WORK TASK: Wherever the string "tests" turns up in the data, copy the whole line.

SUPPLIED MATERIAL:
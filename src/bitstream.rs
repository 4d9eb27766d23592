//! Bit-level I/O — least-significant-bit-first packing over any byte stream.
//!
//! [`BitWriter`] accumulates individual bits into a pending byte and emits it
//! once eight bits have arrived; [`BitReader`] does the inverse, refilling its
//! pending byte from the underlying stream one byte at a time. Both sides
//! agree on a single convention: within a byte, the first bit produced or
//! consumed is the byte's least-significant bit.

use std::io::{self, Read, Write};

/// Bit sink. The first bit pushed becomes bit 0 of the first emitted byte.
pub struct BitWriter<W: Write> {
    inner: W,
    pending_byte: u8,
    pending_bits: u8,
}

impl<W: Write> BitWriter<W> {
    pub fn new(inner: W) -> Self {
        Self { inner, pending_byte: 0, pending_bits: 0 }
    }

    /// Append one bit (0 or 1) to the stream.
    pub fn push_bit(&mut self, bit: u8) -> io::Result<()> {
        if bit & 1 != 0 {
            self.pending_byte |= 1 << self.pending_bits;
        }
        self.pending_bits += 1;
        if self.pending_bits == 8 {
            self.inner.write_all(&[self.pending_byte])?;
            self.pending_byte = 0;
            self.pending_bits = 0;
        }
        Ok(())
    }

    /// Emit any partial byte, left-padded with zero bits in the upper positions.
    pub fn flush(&mut self) -> io::Result<()> {
        if self.pending_bits > 0 {
            self.inner.write_all(&[self.pending_byte])?;
            self.pending_byte = 0;
            self.pending_bits = 0;
        }
        self.inner.flush()
    }

    pub fn into_inner(self) -> W {
        self.inner
    }
}

/// Bit source. Refills one byte at a time from the underlying stream.
pub struct BitReader<R: Read> {
    inner: R,
    pending_byte: u8,
    pending_bits: u8,
}

impl<R: Read> BitReader<R> {
    pub fn new(inner: R) -> Self {
        Self { inner, pending_byte: 0, pending_bits: 0 }
    }

    /// Pull the next bit. Returns `Err(UnexpectedEof)` once the underlying
    /// stream is exhausted and no pending bits remain.
    pub fn pull_bit(&mut self) -> io::Result<u8> {
        if self.pending_bits == 0 {
            let mut byte = [0u8; 1];
            self.inner.read_exact(&mut byte)?;
            self.pending_byte = byte[0];
            self.pending_bits = 8;
        }
        let bit = self.pending_byte & 1;
        self.pending_byte >>= 1;
        self.pending_bits -= 1;
        Ok(bit)
    }
}

#[cfg(test)]
mod tests {
    use super::*;

    #[test]
    fn round_trip_bits() {
        let bits = [1u8, 0, 1, 1, 0, 0, 1, 0, 1, 1];
        let mut buf = Vec::new();
        {
            let mut w = BitWriter::new(&mut buf);
            for &b in &bits {
                w.push_bit(b).unwrap();
            }
            w.flush().unwrap();
        }
        assert_eq!(buf.len(), 2);

        let mut r = BitReader::new(&buf[..]);
        let mut out = Vec::new();
        for _ in 0..bits.len() {
            out.push(r.pull_bit().unwrap());
        }
        assert_eq!(out, bits);
    }

    #[test]
    fn lsb_first_byte_layout() {
        // Pushing 1,0,0,0,0,0,0,0 should produce byte 0x01, not 0x80.
        let mut buf = Vec::new();
        {
            let mut w = BitWriter::new(&mut buf);
            w.push_bit(1).unwrap();
            for _ in 0..7 {
                w.push_bit(0).unwrap();
            }
            w.flush().unwrap();
        }
        assert_eq!(buf, vec![0x01]);
    }

    #[test]
    fn eof_mid_byte_is_error() {
        let mut r = BitReader::new(&b""[..]);
        assert!(r.pull_bit().is_err());
    }

    #[test]
    fn partial_flush_zero_pads_upper_bits() {
        let mut buf = Vec::new();
        {
            let mut w = BitWriter::new(&mut buf);
            w.push_bit(1).unwrap();
            w.push_bit(1).unwrap();
            w.push_bit(1).unwrap();
            w.flush().unwrap();
        }
        assert_eq!(buf, vec![0b0000_0111]);
    }
}
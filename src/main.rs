use clap::{ArgGroup, Parser};
use std::os::unix::ffi::OsStrExt;
use std::path::PathBuf;

use haf::{append, concatenate, create, delete, extract, list, ArchiveError, HammingOptions};

#[derive(Parser)]
#[command(name = "haf", version = "1.0.0", about = "Hamming-protected archive CLI")]
#[command(group(
    ArgGroup::new("mode")
        .required(true)
        .multiple(false)
        .args(["create", "list_mode", "extract_mode", "append_mode", "delete_mode", "concatenate"])
))]
struct Cli {
    #[arg(short, long)]
    create: bool,

    #[arg(short = 'l', long = "list")]
    list_mode: bool,

    #[arg(short = 'x', long = "extract")]
    extract_mode: bool,

    #[arg(short, long = "append")]
    append_mode: bool,

    #[arg(short, long = "delete")]
    delete_mode: bool,

    #[arg(short = 'A', long)]
    concatenate: bool,

    /// Archive path
    #[arg(short = 'f', long = "file", required = true)]
    file: PathBuf,

    /// Hamming data bits (k)
    #[arg(short = 'D', long = "hamming-data-bits", default_value_t = 8)]
    hamming_data_bits: u8,

    /// Hamming parity bits (r)
    #[arg(short = 'P', long = "hamming-parity-bits", default_value_t = 4)]
    hamming_parity_bits: u8,

    /// Meaning depends on mode: inputs for create/append, targets for
    /// extract/delete, source archives for concatenate.
    positional: Vec<PathBuf>,
}

fn main() {
    if let Err(e) = run() {
        eprintln!("haf: {e}");
        std::process::exit(1);
    }
}

fn run() -> Result<(), ArchiveError> {
    let cli = Cli::parse();

    let options = HammingOptions::new(cli.hamming_data_bits, cli.hamming_parity_bits)?;

    if cli.create {
        require_min_positionals(&cli.positional, 1, "create")?;
        create(&cli.file, options, &cli.positional)?;
    } else if cli.list_mode {
        for info in list(&cli.file)? {
            println!("{} ({} bytes)", info.display_name(), info.original_size);
        }
    } else if cli.extract_mode {
        let names = paths_to_name_bytes(&cli.positional);
        extract(&cli.file, options, &names)?;
    } else if cli.append_mode {
        require_min_positionals(&cli.positional, 1, "append")?;
        append(&cli.file, options, &cli.positional)?;
    } else if cli.delete_mode {
        require_min_positionals(&cli.positional, 1, "delete")?;
        let names = paths_to_name_bytes(&cli.positional);
        delete(&cli.file, &names)?;
    } else if cli.concatenate {
        require_min_positionals(&cli.positional, 2, "concatenate")?;
        concatenate(&cli.file, &cli.positional)?;
    }

    Ok(())
}

fn require_min_positionals(positionals: &[PathBuf], min: usize, mode: &str) -> Result<(), ArchiveError> {
    if positionals.len() < min {
        return Err(ArchiveError::InvalidArguments(format!(
            "--{mode} requires at least {min} file argument(s)"
        )));
    }
    Ok(())
}

fn paths_to_name_bytes(paths: &[PathBuf]) -> Vec<Vec<u8>> {
    paths.iter().map(|p| p.as_os_str().as_bytes().to_vec()).collect()
}
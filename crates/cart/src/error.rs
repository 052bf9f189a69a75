//! Cart operation errors.
//!
//! Every mutation returns `Result<(), CartError>` so callers can map error
//! kinds to their own user feedback. The store itself never surfaces UI
//! notifications.

use thiserror::Error;

use rocket_shoes_core::ProductId;

use crate::catalog::CatalogError;

/// Errors a cart mutation can report.
#[derive(Debug, Error)]
pub enum CartError {
    /// The requested quantity exceeds the available stock.
    #[error("requested quantity is out of stock")]
    OutOfStock,

    /// The product is not in the cart.
    #[error("product {0} is not in the cart")]
    NotInCart(ProductId),

    /// Stock or product lookup failed.
    #[error("catalog error: {0}")]
    Catalog(#[from] CatalogError),
}

/// Result type alias for cart operations.
pub type Result<T> = std::result::Result<T, CartError>;
//! RocketShoes CLI - Cart operations from the command line.
//!
//! # Usage
//!
//! ```bash
//! # Show the current cart
//! rocket-shoes show
//!
//! # Add one unit of product 1
//! rocket-shoes add 1
//!
//! # Set product 1 to exactly 4 units
//! rocket-shoes update 1 4
//!
//! # Remove product 1 from the cart
//! rocket-shoes remove 1
//! ```
//!
//! # Environment Variables
//!
//! - `ROCKETSHOES_API_URL` - Base URL of the stock/product catalog API
//! - `ROCKETSHOES_CART_PATH` - Path of the persisted cart file
//!   (default: `rocketshoes-cart.json`)

#![cfg_attr(not(test), forbid(unsafe_code))]

use clap::{Parser, Subcommand};

use rocket_shoes_cart::{CartConfig, CartError, CartStore, HttpCatalog, JsonFileStorage};
use rocket_shoes_core::{Cart, ProductId};

#[derive(Parser)]
#[command(name = "rocket-shoes")]
#[command(author, version, about = "RocketShoes cart CLI")]
struct Cli {
    #[command(subcommand)]
    command: Commands,
}

#[derive(Subcommand)]
enum Commands {
    /// Show the current cart
    Show,
    /// Add one unit of a product to the cart
    Add {
        /// Product id
        product_id: i32,
    },
    /// Remove a product from the cart
    Remove {
        /// Product id
        product_id: i32,
    },
    /// Set a product to an exact amount
    Update {
        /// Product id
        product_id: i32,
        /// Desired amount (zero or less is a no-op)
        amount: i64,
    },
}

#[tokio::main]
async fn main() {
    // Initialize tracing with EnvFilter, defaulting to warnings only so
    // command output stays readable
    tracing_subscriber::fmt()
        .with_env_filter(
            tracing_subscriber::EnvFilter::try_from_default_env()
                .unwrap_or_else(|_| "warn".into()),
        )
        .init();

    let cli = Cli::parse();

    if let Err(e) = run(cli).await {
        tracing::error!("Command failed: {e}");
        std::process::exit(1);
    }
}

async fn run(cli: Cli) -> Result<(), Box<dyn std::error::Error>> {
    let config = CartConfig::from_env()?;
    let store = CartStore::new(
        HttpCatalog::new(&config.api_base_url),
        JsonFileStorage::new(config.storage_path),
    );

    let result = match cli.command {
        Commands::Show => Ok(()),
        Commands::Add { product_id } => store.add_product(ProductId::new(product_id)).await,
        Commands::Remove { product_id } => store.remove_product(ProductId::new(product_id)),
        Commands::Update { product_id, amount } => {
            store
                .update_product_amount(ProductId::new(product_id), amount)
                .await
        }
    };

    match result {
        Ok(()) => {
            print_cart(&store.cart());
            Ok(())
        }
        // The store reports error kinds; user-facing wording lives here
        Err(e) => Err(user_message(&e).into()),
    }
}

/// Map a cart error kind to the message shown to the user.
fn user_message(err: &CartError) -> String {
    match err {
        CartError::OutOfStock => "Requested quantity is out of stock".to_string(),
        CartError::NotInCart(id) => format!("Product {id} is not in the cart"),
        CartError::Catalog(_) => format!("Could not reach the catalog service ({err})"),
    }
}

#[allow(clippy::print_stdout)]
fn print_cart(cart: &Cart) {
    if cart.is_empty() {
        println!("Cart is empty");
        return;
    }

    println!(
        "{:>5}  {:<30} {:>7} {:>10} {:>10}",
        "id", "product", "qty", "price", "total"
    );
    for item in cart {
        println!(
            "{:>5}  {:<30} {:>7} {:>10.2} {:>10.2}",
            item.id,
            item.name,
            item.amount,
            item.price,
            item.line_total()
        );
    }
    println!(
        "{} items, subtotal {:.2}",
        cart.item_count(),
        cart.subtotal()
    );
}
//! Durable key-value persistence for the cart snapshot.
//!
//! The storefront historically kept the cart in browser localStorage under
//! the key `@RocketShoes:cart`, with the value being the JSON array of line
//! items. [`JsonFileStorage`] reproduces that contract on disk for a native
//! client: one JSON object file mapping keys to string values. Writes are
//! synchronous and rare (one per mutation), so no async I/O is warranted.

use std::collections::BTreeMap;
use std::collections::HashMap;
use std::path::PathBuf;
use std::sync::{Arc, Mutex, PoisonError};

use thiserror::Error;

/// Storage key for the serialized cart snapshot.
pub const CART_STORAGE_KEY: &str = "@RocketShoes:cart";

/// Errors that can occur when reading or writing persistent storage.
#[derive(Debug, Error)]
pub enum StorageError {
    /// Filesystem operation failed.
    #[error("I/O error: {0}")]
    Io(#[from] std::io::Error),

    /// Storage file exists but is not a valid key-value map.
    #[error("malformed storage file: {0}")]
    Malformed(#[from] serde_json::Error),
}

/// Durable string storage surviving process restarts.
///
/// `get` returns `None` for keys never written. Both methods take `&self`;
/// implementations handle their own interior mutability.
pub trait CartStorage {
    /// Read the value stored under `key`.
    fn get(&self, key: &str) -> Result<Option<String>, StorageError>;

    /// Replace the value stored under `key`.
    fn set(&self, key: &str, value: &str) -> Result<(), StorageError>;
}

// =============================================================================
// JsonFileStorage
// =============================================================================

/// File-backed key-value storage.
///
/// The whole map lives in a single JSON object file and is re-read on every
/// access, so concurrent stores pointed at the same file observe each
/// other's writes.
#[derive(Debug, Clone)]
pub struct JsonFileStorage {
    path: PathBuf,
}

impl JsonFileStorage {
    /// Create a storage backed by the given file path.
    ///
    /// The file is created lazily on the first `set`.
    #[must_use]
    pub fn new(path: impl Into<PathBuf>) -> Self {
        Self { path: path.into() }
    }

    fn read_map(&self) -> Result<BTreeMap<String, String>, StorageError> {
        if !self.path.exists() {
            return Ok(BTreeMap::new());
        }
        let text = std::fs::read_to_string(&self.path)?;
        Ok(serde_json::from_str(&text)?)
    }
}

impl CartStorage for JsonFileStorage {
    fn get(&self, key: &str) -> Result<Option<String>, StorageError> {
        Ok(self.read_map()?.remove(key))
    }

    fn set(&self, key: &str, value: &str) -> Result<(), StorageError> {
        // A malformed file is replaced rather than appended to.
        let mut map = self.read_map().unwrap_or_default();
        map.insert(key.to_string(), value.to_string());

        if let Some(parent) = self.path.parent()
            && !parent.as_os_str().is_empty()
        {
            std::fs::create_dir_all(parent)?;
        }
        std::fs::write(&self.path, serde_json::to_string(&map)?)?;
        Ok(())
    }
}

// =============================================================================
// MemoryStorage
// =============================================================================

/// In-memory storage for tests and ephemeral carts.
///
/// Clones share the same underlying map, so a test can keep a handle to
/// inspect what the store persisted.
#[derive(Debug, Clone, Default)]
pub struct MemoryStorage {
    entries: Arc<Mutex<HashMap<String, String>>>,
}

impl MemoryStorage {
    /// Create an empty in-memory storage.
    #[must_use]
    pub fn new() -> Self {
        Self::default()
    }
}

impl CartStorage for MemoryStorage {
    fn get(&self, key: &str) -> Result<Option<String>, StorageError> {
        let entries = self
            .entries
            .lock()
            .unwrap_or_else(PoisonError::into_inner);
        Ok(entries.get(key).cloned())
    }

    fn set(&self, key: &str, value: &str) -> Result<(), StorageError> {
        let mut entries = self
            .entries
            .lock()
            .unwrap_or_else(PoisonError::into_inner);
        entries.insert(key.to_string(), value.to_string());
        Ok(())
    }
}
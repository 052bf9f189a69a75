//! The cart state container.
//!
//! `CartStore` holds the current [`Cart`], exposes the three mutation
//! operations, validates every mutation against a fresh stock read, and
//! mirrors each successful mutation to durable storage under
//! [`CART_STORAGE_KEY`].
//!
//! # State and observers
//!
//! The store is an explicit, injected object: construct it once at
//! application start with its catalog and storage collaborators and clone
//! the handle wherever it is needed. Observers call [`CartStore::subscribe`]
//! and receive a snapshot after every successful mutation; UI feedback for
//! failures is the caller's job, driven by the returned [`CartError`] kind.
//!
//! # Overlapping mutations
//!
//! Stock lookups happen outside the state lock, so two in-flight mutations
//! for the same product validate against independently observed stock and
//! the later completion wins. The lock only guards the read-modify-write of
//! the list itself, which never spans an await point.

use std::sync::{Arc, Mutex, MutexGuard, PoisonError};

use tokio::sync::watch;
use tracing::instrument;

use rocket_shoes_core::{Cart, LineItem, ProductId};

use crate::catalog::ProductCatalog;
use crate::error::CartError;
use crate::storage::{CART_STORAGE_KEY, CartStorage};

/// Shopping-cart state container.
///
/// Cheaply cloneable via `Arc`; clones share the same cart state,
/// catalog client, and storage.
pub struct CartStore<C, S> {
    inner: Arc<CartStoreInner<C, S>>,
}

struct CartStoreInner<C, S> {
    catalog: C,
    storage: S,
    state: Mutex<Cart>,
    tx: watch::Sender<Cart>,
}

impl<C, S> Clone for CartStore<C, S> {
    fn clone(&self) -> Self {
        Self {
            inner: Arc::clone(&self.inner),
        }
    }
}

impl<C, S> CartStore<C, S>
where
    C: ProductCatalog,
    S: CartStorage,
{
    /// Create a store, loading the previously persisted cart.
    ///
    /// A missing or malformed snapshot yields an empty cart; it is logged
    /// and never propagated.
    pub fn new(catalog: C, storage: S) -> Self {
        let cart = load_snapshot(&storage);
        let (tx, _rx) = watch::channel(cart.clone());

        Self {
            inner: Arc::new(CartStoreInner {
                catalog,
                storage,
                state: Mutex::new(cart),
                tx,
            }),
        }
    }

    /// A snapshot of the current cart.
    #[must_use]
    pub fn cart(&self) -> Cart {
        self.lock_state().clone()
    }

    /// Subscribe to cart changes.
    ///
    /// The receiver holds the current snapshot and is notified after every
    /// successful mutation.
    #[must_use]
    pub fn subscribe(&self) -> watch::Receiver<Cart> {
        self.inner.tx.subscribe()
    }

    /// Add one unit of a product to the cart.
    ///
    /// A product not yet in the cart is appended with amount 1, using
    /// metadata fetched from the catalog; a product already in the cart has
    /// its amount incremented. Both paths are bounded by a fresh stock read.
    ///
    /// # Errors
    ///
    /// - [`CartError::OutOfStock`] if no stock is available, or the line is
    ///   already at the available stock level.
    /// - [`CartError::Catalog`] if a stock or metadata lookup fails, or the
    ///   product does not exist. The cart is left unchanged.
    #[instrument(skip(self), fields(product_id = %product_id))]
    pub async fn add_product(&self, product_id: ProductId) -> Result<(), CartError> {
        let stock = self.inner.catalog.stock(product_id).await?;
        if stock.amount == 0 {
            return Err(CartError::OutOfStock);
        }

        let product = self.inner.catalog.product(product_id).await?;

        let mut state = self.lock_state();
        match state.find_mut(product_id) {
            Some(item) => {
                if item.amount >= stock.amount {
                    return Err(CartError::OutOfStock);
                }
                item.amount += 1;
            }
            None => state.push(LineItem {
                id: product.id,
                name: product.name,
                price: product.price,
                image_url: product.image_url,
                amount: 1,
            }),
        }

        self.commit(&state);
        Ok(())
    }

    /// Remove a product's line item from the cart.
    ///
    /// Purely local: no catalog call is involved.
    ///
    /// # Errors
    ///
    /// Returns [`CartError::NotInCart`] if the product has no line item;
    /// the cart is left unchanged.
    #[instrument(skip(self), fields(product_id = %product_id))]
    pub fn remove_product(&self, product_id: ProductId) -> Result<(), CartError> {
        let mut state = self.lock_state();
        if state.remove(product_id).is_none() {
            return Err(CartError::NotInCart(product_id));
        }

        self.commit(&state);
        Ok(())
    }

    /// Set a product's line item to an exact amount.
    ///
    /// An `amount` of zero or less is a no-op, not an error: the cart and
    /// the persisted snapshot are left untouched and no stock read happens.
    ///
    /// # Errors
    ///
    /// - [`CartError::OutOfStock`] if the requested amount exceeds the
    ///   available stock.
    /// - [`CartError::NotInCart`] if the product has no line item. The
    ///   storefront historically mutated a nonexistent entry here; this
    ///   implementation reports it, symmetrical with [`Self::remove_product`].
    /// - [`CartError::Catalog`] if the stock lookup fails.
    #[instrument(skip(self), fields(product_id = %product_id))]
    pub async fn update_product_amount(
        &self,
        product_id: ProductId,
        amount: i64,
    ) -> Result<(), CartError> {
        if amount <= 0 {
            return Ok(());
        }

        let stock = self.inner.catalog.stock(product_id).await?;
        if i64::from(stock.amount) < amount {
            return Err(CartError::OutOfStock);
        }

        let mut state = self.lock_state();
        let item = state
            .find_mut(product_id)
            .ok_or(CartError::NotInCart(product_id))?;
        // amount is bounded by stock.amount above, so it fits in u32
        item.amount = u32::try_from(amount).unwrap_or(u32::MAX);

        self.commit(&state);
        Ok(())
    }

    fn lock_state(&self) -> MutexGuard<'_, Cart> {
        self.inner
            .state
            .lock()
            .unwrap_or_else(PoisonError::into_inner)
    }

    /// Persist the cart and notify subscribers.
    ///
    /// Persistence is best-effort: a failed write keeps the in-memory state
    /// and does not fail the mutation.
    fn commit(&self, cart: &Cart) {
        match serde_json::to_string(cart) {
            Ok(json) => {
                if let Err(e) = self.inner.storage.set(CART_STORAGE_KEY, &json) {
                    tracing::error!("Failed to persist cart: {e}");
                }
            }
            Err(e) => tracing::error!("Failed to serialize cart: {e}"),
        }

        self.inner.tx.send_replace(cart.clone());
    }
}

/// Load the persisted cart, falling back to empty on any problem.
fn load_snapshot<S: CartStorage>(storage: &S) -> Cart {
    match storage.get(CART_STORAGE_KEY) {
        Ok(Some(text)) => match serde_json::from_str(&text) {
            Ok(cart) => cart,
            Err(e) => {
                tracing::warn!("Malformed persisted cart, starting empty: {e}");
                Cart::new()
            }
        },
        Ok(None) => Cart::new(),
        Err(e) => {
            tracing::warn!("Failed to read persisted cart, starting empty: {e}");
            Cart::new()
        }
    }
}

RESPONSE BOX:
mod tests {
/// In-memory storage for tests and ephemeral carts.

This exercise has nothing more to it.